El tránsito era escaso y probablemente tendría que aguardar bastante hasta que algún vehículo accediera a llevarlo. Eso era también una ventaja, porque de aquel modo se reducían las posibilidades de que alguno de los que pasaban hubiera visto la nave en el momento de aterrizar.
Al cabo de algún tiempo apareció un sedán verde y, sin hacer caso de su pulgar, siguió adelante, entre una ráfaga de viento, levantando la caliente arena al pasar. Sin resentimiento, volvió a sentarse sobre una piedra. En las dos horas siguientes, ocho autos y un lento camión de transporte ignoraron su presencia. Al fin, un gran camión rojo se detuvo y lo dejó subir.
—¿Adónde va? —le preguntó el chófer, poniendo de nuevo el motor en marcha.
James Vail se sentó cómodamente en la cabina y le contestó:
—Me es igual. A cualquier sitio en donde pueda tomar el tren.
El chófer miró las manos de su pasajero, se fijó en las venas azules y los hinchados nudillos.
—¿Le vino la mala, compañero?
—Realmente, no. He estado enfermo.
—Se ve.
—A veces, las gentes tienen más salud de lo que parece —sonrió secamente Vail.
—¿Y cómo anda perdido entre estas colinas?
Aquella era una pregunta embarazosa. Reflexionó, dándose cuenta de que su mente funcionaba con una lentitud anormal.
—Me dejaron seis o siete millas más atrás. He venido caminando un trecho. Nadie me quería llevar. Probablemente pensarían que iba a asaltarlos.
—Eso pasa a veces —convino el chófer—. Pero yo tengo un buen método para impedir esa clase de bromas, no se preocupe.
No le dio detalles de su técnica… Evidentemente, era un aviso. Era un hombretón, de cara roja, duro pero amable. Un tipo capaz de estrangular a un hombre, en propia defensa…, y de dar su comida a un perro hambriento.
—Los chóferes de los camiones pueden meterse en muchos líos —prosiguió el hombretón—. Unas cien millas más atrás, una chica muy linda empezó a llamarme desde el borde de la carretera, «¡Oh!», me dije, y aceleré la marcha.

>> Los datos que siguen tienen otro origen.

//! Simulated travel assistant conversation
use serde::{Deserialize, Serialize};

use crate::config::ChatConfig;

#[derive(Debug, Clone, Copy, PartialEq, Eq, Hash, Serialize, Deserialize)]
#[serde(rename_all = "lowercase")]
pub enum ChatAuthor {
    User,
    Assistant,
}

#[derive(Debug, Clone, PartialEq, Eq, Serialize, Deserialize)]
pub struct ChatMessage {
    pub author: ChatAuthor,
    pub text: String,
}

impl ChatMessage {
    #[must_use]
    pub const fn is_user(&self) -> bool {
        matches!(self.author, ChatAuthor::User)
    }
}

/// Handle for a reply scheduled by [`ChatSession::submit`].
#[derive(Debug, Clone, Copy, PartialEq, Eq, Hash)]
pub struct ReplyTicket {
    generation: u64,
}

/// Message log plus the pending-reply generation counter.
///
/// A ticket is live while its generation matches the session's; cancelling
/// bumps the generation so late timers become no-ops.
#[derive(Debug, Clone, PartialEq, Eq)]
pub struct ChatSession {
    messages: Vec<ChatMessage>,
    canned_reply: String,
    reply_delay_ms: u32,
    generation: u64,
    pending: usize,
}

impl Default for ChatSession {
    fn default() -> Self {
        Self::new(&ChatConfig::default())
    }
}

impl ChatSession {
    #[must_use]
    pub fn new(cfg: &ChatConfig) -> Self {
        Self {
            messages: Vec::new(),
            canned_reply: cfg.canned_reply.clone(),
            reply_delay_ms: cfg.reply_delay_ms,
            generation: 0,
            pending: 0,
        }
    }

    #[must_use]
    pub fn messages(&self) -> &[ChatMessage] {
        &self.messages
    }

    #[must_use]
    pub const fn reply_delay_ms(&self) -> u32 {
        self.reply_delay_ms
    }

    /// Replies scheduled and not yet delivered or cancelled.
    #[must_use]
    pub const fn pending(&self) -> usize {
        self.pending
    }

    /// Append a user message and schedule a reply.
    ///
    /// Input is trimmed; whitespace-only input is ignored and returns `None`.
    pub fn submit(&mut self, text: &str) -> Option<ReplyTicket> {
        let text = text.trim();
        if text.is_empty() {
            return None;
        }
        self.messages.push(ChatMessage {
            author: ChatAuthor::User,
            text: text.to_string(),
        });
        self.pending += 1;
        Some(ReplyTicket {
            generation: self.generation,
        })
    }

    /// Append the canned reply if `ticket` is still live.
    pub fn deliver(&mut self, ticket: ReplyTicket) -> bool {
        if ticket.generation != self.generation || self.pending == 0 {
            return false;
        }
        self.pending -= 1;
        self.messages.push(ChatMessage {
            author: ChatAuthor::Assistant,
            text: self.canned_reply.clone(),
        });
        true
    }

    /// Invalidate every outstanding ticket.
    pub fn cancel_pending(&mut self) {
        self.generation = self.generation.wrapping_add(1);
        self.pending = 0;
    }
}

Conozco bien esta ruta, sabe…
Siguió con sus reminiscencias una hora más, durante la cual Vail dormitó a su lado, llenando las pausas ocasionales con monosílabos, para mostrarle que escuchaba. El camión entró en un pueblo. Vail se irguió, estudiando sus tiendas. Luego se pasó la lengua por los labios, pálidos y delgados.

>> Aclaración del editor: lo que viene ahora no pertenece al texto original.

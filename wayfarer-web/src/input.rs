//! Parsing for raw form field values
use chrono::NaiveDate;
use once_cell::sync::Lazy;
use regex::Regex;
use thiserror::Error;
use wayfarer_planner::{TripValidationError, parse_form_date};

static DATE_INPUT_RE: Lazy<Option<Regex>> = Lazy::new(|| Regex::new(r"^\d{4}-\d{2}-\d{2}$").ok());

#[derive(Debug, Clone, PartialEq, Eq, Error)]
pub enum FormInputError {
    #[error("`{0}` is not a whole number")]
    NotANumber(String),
    #[error(transparent)]
    Date(#[from] TripValidationError),
}

/// Whether `raw` has the `YYYY-MM-DD` shape a date picker emits.
#[must_use]
pub fn is_date_input_complete(raw: &str) -> bool {
    DATE_INPUT_RE
        .as_ref()
        .is_some_and(|re| re.is_match(raw.trim()))
}

/// Parse a date picker value; empty means "not picked yet".
///
/// # Errors
/// Returns an error if the text is neither empty nor a real calendar date.
pub fn parse_date_input(raw: &str) -> Result<Option<NaiveDate>, FormInputError> {
    let trimmed = raw.trim();
    if !trimmed.is_empty() && !is_date_input_complete(trimmed) {
        return Err(TripValidationError::InvalidDate(trimmed.to_string()).into());
    }
    Ok(parse_form_date(trimmed)?)
}

/// Parse a numeric field such as traveler count or budget.
///
/// # Errors
/// Returns an error if the value is not a non-negative integer.
pub fn parse_whole_number(raw: &str) -> Result<u64, FormInputError> {
    let trimmed = raw.trim();
    trimmed
        .parse::<u64>()
        .map_err(|_| FormInputError::NotANumber(trimmed.to_string()))
}

/// Today's date as `YYYY-MM-DD`, used as the date pickers' lower bound.
#[must_use]
pub fn today_iso() -> Option<String> {
    #[cfg(target_arch = "wasm32")]
    {
        let iso: String = js_sys::Date::new_0().to_iso_string().into();
        iso.split('T').next().map(str::to_string)
    }
    #[cfg(not(target_arch = "wasm32"))]
    {
        None
    }
}

#[cfg(test)]
mod tests {
    use super::*;

    #[test]
    fn date_shape_check() {
        assert!(is_date_input_complete("2024-06-01"));
        assert!(is_date_input_complete(" 2024-06-01 "));
        assert!(!is_date_input_complete("2024-6-1"));
        assert!(!is_date_input_complete("01/06/2024"));
    }

    #[test]
    fn date_inputs_parse_or_explain() {
        assert_eq!(parse_date_input(""), Ok(None));
        assert_eq!(
            parse_date_input("2024-06-03"),
            Ok(NaiveDate::from_ymd_opt(2024, 6, 3))
        );
        assert!(matches!(
            parse_date_input("2024-13-01"),
            Err(FormInputError::Date(TripValidationError::InvalidDate(_)))
        ));
        assert!(parse_date_input("tomorrow").is_err());
    }

    #[test]
    fn whole_numbers_only() {
        assert_eq!(parse_whole_number("25000"), Ok(25_000));
        assert_eq!(parse_whole_number(" 4 "), Ok(4));
        assert!(matches!(
            parse_whole_number("-3"),
            Err(FormInputError::NotANumber(_))
        ));
        assert!(parse_whole_number("").is_err());
    }

    #[test]
    fn host_has_no_clock_bound() {
        assert_eq!(today_iso(), None);
    }
}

—Me parece que aquí puedo bajar. Pare, por favor.
—Todavía faltan cuarenta millas para el ferrocarril —le dijo el chófer.

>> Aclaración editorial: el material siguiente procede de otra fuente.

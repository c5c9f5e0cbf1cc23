use wayfarer_planner::trip::{DOMESTIC_LOCATIONS, INTERNATIONAL_LOCATIONS};
use wayfarer_planner::{
    ActivityCategory, CatalogError, ChatConfig, DataLoader, EmbeddedData, PlannerConfig,
    ReferenceCatalog,
};

#[test]
fn shipped_assets_load_through_the_embedded_loader() {
    let catalog = EmbeddedData.load_catalog().unwrap();
    let config = EmbeddedData.load_config().unwrap();
    assert!(catalog.validate().is_ok());
    assert_eq!(config.limits.min_days, 1);
    assert_eq!(config.limits.max_days, 10);
    assert_eq!(config.activities_per_day, 3);
    assert_eq!(config.amenities_per_stay, 4);
    assert_eq!(config.chat, ChatConfig::default());
}

#[test]
fn catalog_destinations_are_offered_on_the_form() {
    let catalog = ReferenceCatalog::embedded();
    for key in catalog.destination_keys() {
        assert!(
            DOMESTIC_LOCATIONS
                .iter()
                .chain(INTERNATIONAL_LOCATIONS)
                .any(|opt| opt.key == key),
            "{key} has no form option"
        );
    }
}

#[test]
fn every_destination_covers_at_least_one_category() {
    let catalog = ReferenceCatalog::embedded();
    for key in catalog.destination_keys() {
        let (_, tables) = catalog.resolve(key);
        assert!(tables.activities.len() >= 3, "{key} needs a full day of activities");
        assert!(
            tables
                .activities
                .iter()
                .any(|a| a.category == ActivityCategory::Cultural)
        );
        for stay in &tables.stays {
            assert!((0.0..=5.0).contains(&stay.rating));
            assert!(stay.price_per_night > 0);
        }
    }
}

#[test]
fn overriding_catalog_json_is_validated() {
    let json = r#"{
        "fallback": "goa",
        "amenities": ["WiFi", "Pool"],
        "destinations": {
            "goa": {
                "activities": [
                    { "name": "Beach Shack Crawl", "category": "relaxation", "cost": 800, "duration": "3 hours" }
                ],
                "stays": [
                    { "name": "Shoreline Inn", "tier": "3-star", "rating": 4.1, "price_per_night": 5000 }
                ]
            }
        }
    }"#;
    let catalog = ReferenceCatalog::from_json(json).unwrap();
    assert_eq!(catalog.resolve("kerala").0, "goa");

    let bad = json.replace("\"fallback\": \"goa\"", "\"fallback\": \"kerala\"");
    assert!(matches!(
        ReferenceCatalog::from_json(&bad),
        Err(CatalogError::UnknownFallback(_))
    ));
}

#[test]
fn config_round_trips_through_json() {
    let cfg = PlannerConfig::default_config();
    let json = serde_json::to_string(&cfg).unwrap();
    assert_eq!(PlannerConfig::from_json(&json).unwrap(), cfg);
}
use anyhow::{Context, Result, bail};

/// Resolve CLI seed tokens: decimal integers or `0x`-prefixed hex.
///
/// Duplicates are dropped, keeping first-seen order.
pub fn resolve_seed_inputs(tokens: &[String]) -> Result<Vec<u64>> {
    let mut seeds: Vec<u64> = Vec::new();
    for token in tokens {
        let token = token.trim();
        if token.is_empty() {
            continue;
        }
        let seed = if let Some(hex) = token
            .strip_prefix("0x")
            .or_else(|| token.strip_prefix("0X"))
        {
            u64::from_str_radix(hex, 16).with_context(|| format!("invalid hex seed `{token}`"))?
        } else if let Ok(value) = token.parse::<i64>() {
            value.unsigned_abs()
        } else if let Ok(value) = token.parse::<u64>() {
            value
        } else {
            bail!("unrecognised seed `{token}`");
        };
        if !seeds.contains(&seed) {
            seeds.push(seed);
        }
    }
    if seeds.is_empty() {
        bail!("no seeds given");
    }
    Ok(seeds)
}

—Está bien. Ya seguiré más tarde.
El camión se detuvo. Vail bajó dificultosamente.
—Gracias por el favor, amigo.
—De nada.
El otro lo saludó amistosamente con la mano y siguió adelante.
Vail permaneció en la acera viendo cómo la roja forma del camión desaparecía. Pensó que había hecho bien en descender. Una pista es más difícil de seguir cuando se rompe con frecuencia y no sigue un curso fijo. A su debido tiempo encontrarían su rastro y se harían toda clase de esfuerzos por seguirlo. Aquello era lo más seguro.
Encontrarían la nave al caer la tarde, o quizá al día siguiente, o un día después. En estas épocas modernas, el tránsito aéreo era tan grande que seguramente algún piloto observador descubriría el cohete e informaría a las autoridades. La policía del Estado iría a verlo, lo reconocería, llamaría a los hombres de ciencia.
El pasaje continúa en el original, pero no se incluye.